KETIK, PALEMBANG – Pengamat Politik Sumatera Selatan (Sumsel), Bagindo Togar menyebut situasi politik yang berlangsung di Provinsi Sumsel, baik di tingkat kabupaten/kota maupun provinsi, kurang menarik dan terlalu dingin.

Menurut Bagindo, hal itu disebabkan kurangnya inovasi dan ‘pertarungan’ antara para pasangan calon (paslon) yang berlaga di Pemilihan Kepala Daerah (Pilkada) Serentak 2024.

“Dingin betul. Pilkada yang paling dingin adalah di tahun ini. (Mereka) Tidak berani berpolemik. Padahal demokrasi yang sehat itu demokrasi yang berpolemik, harus ada perbedaan,” kata dia, Sabtu 21 September 2024.

Ia mencontohkan situasi politik yang terjadi di DKI Jakarta. Salah satu paslon yang maju di Pilkada Jakarta, yakni Ridwan Kamil-Suswono, berani membuka ruang-ruang diskusi yang mereka sebut townhall meeting.

Dalam townhall meeting itu, Ridwan Kamil-Suswono akan mengundang orang-orang yang skeptis untuk saling berdiskusi dan menyampaikan kritik.

Melalui diskusi yang seperti itu, lanjut Bagindo, akan melahirkan buah-buah pikiran baru yang nantinya akan menjadi inovasi program para paslon yang berlaga di Pilkada.

Townhall meeting itu dia memanggil lawan-lawan politiknya untuk berpolemik atau adu gagasan. Kita ini enggak.

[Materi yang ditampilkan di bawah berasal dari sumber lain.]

//! Activation functions used by the recurrent cells.
//!
//! Burn ships the standard element-wise activations; this module adds the
//! serializable [`Activation`] selector used in cell configs and LeCun's scaled tanh.

use burn::tensor::activation;
use burn::tensor::{backend::Backend, Tensor};
use serde::{Deserialize, Serialize};

use crate::error::{NnError, Result};

/// Element-wise activation applied by a cell.
#[derive(Debug, Clone, Copy, PartialEq, Eq, Default, Serialize, Deserialize)]
#[serde(rename_all = "snake_case")]
pub enum Activation {
    /// Identity.
    Linear,
    #[default]
    Tanh,
    Sigmoid,
    Relu,
    /// `1.7159 * tanh(0.666 * x)`, see [`LeCun`].
    LecunTanh,
}

impl Activation {
    /// Look up an activation by its config name.
    pub fn from_name(name: &str) -> Result<Self> {
        match name {
            "linear" => Ok(Self::Linear),
            "tanh" => Ok(Self::Tanh),
            "sigmoid" => Ok(Self::Sigmoid),
            "relu" => Ok(Self::Relu),
            "lecun_tanh" => Ok(Self::LecunTanh),
            other => Err(NnError::configuration(format!(
                "unknown activation '{other}', expected one of \
                 [linear, tanh, sigmoid, relu, lecun_tanh]"
            ))),
        }
    }

    pub fn apply<B: Backend, const D: usize>(self, x: Tensor<B, D>) -> Tensor<B, D> {
        match self {
            Self::Linear => x,
            Self::Tanh => x.tanh(),
            Self::Sigmoid => activation::sigmoid(x),
            Self::Relu => activation::relu(x),
            Self::LecunTanh => LeCun::forward(x),
        }
    }
}

/// LeCun's tanh activation function.
///
/// `f(x) = 1.7159 * tanh(0.666 * x)`
///
/// The scaling keeps the function close to the identity near the origin while
/// bounding the output to roughly `[-1.7159, 1.7159]`.
///
/// # Example
///
/// ```rust
/// use burn::backend::NdArray;
/// use burn::tensor::Tensor;
/// use cellstack::activation::LeCun;
///
/// type Backend = NdArray<f32>;
/// let device = Default::default();
///
/// let x = Tensor::<Backend, 1>::from_floats([0.0, 1.0, -1.0], &device);
/// let y = LeCun::forward(x);
/// ```
pub struct LeCun;

impl LeCun {
    pub fn forward<B: Backend, const D: usize>(x: Tensor<B, D>) -> Tensor<B, D> {
        let scaled = x * 0.666f32;
        scaled.tanh() * 1.7159f32
    }
}

/// Extension trait for applying [`LeCun`] directly on tensors.
pub trait LeCunActivation {
    fn lecun(self) -> Self;
}

impl<B: Backend, const D: usize> LeCunActivation for Tensor<B, D> {
    fn lecun(self) -> Self {
        LeCun::forward(self)
    }
}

Kita ini kalau berpolemik jadi takut dimusuhi, disisihkan. Itu tidak menarik. Kalau perlu saling cibir itu gak apa-apa,” tutur Bagindo.

Bagindo melanjutkan, situasi dingin politik yang paling nyata terdapat di Pemilihan Gubernur Sumsel. Di antara ketiga paslon yang maju, Bagindo menilai tidak ada ciri khas yang ditampilkan oleh masing-masing paslon.

“Antara HDCU, Matahati, dan Eddy-Riezky itu semuanya seolah-olah mau berkompromi, bahkan dari segi program pun mirip-mirip, tidak ada yang berbeda. Di tingkat kabupaten dan kota juga hampir sama,” bebernya.

Bagindo menilai, situasi politik yang kaku seperti ini disebabkan ketakutan para paslon untuk melakukan ekspansi politik. Para kontestan politik tidak berani melakukan gebrakan dan lebih memilih main aman.

“Mereka nggak mau melakukan polemik, tidak berani melakukan intrik dan polarisasi, padahal itu penting dalam demokrasi. Kalau begini kan jadinya nyaris tanpa dinamika, datar,” jelas Bagindo.

Hal ini, terus Bagindo, berakibat pada berkurangnya partisipasi masyarakat terhadap politik, karena publik sudah tidak tertarik dengan dinamika yang berlangsung.

Seharusnya, lanjut dia, para paslon harus berani melakukan gebrakan baru yang menarik perhatian publik. Sebab, jika partisipasi publik juga minim, maka demokrasi bisa dikatakan tidak hidup di kalangan masyarakat.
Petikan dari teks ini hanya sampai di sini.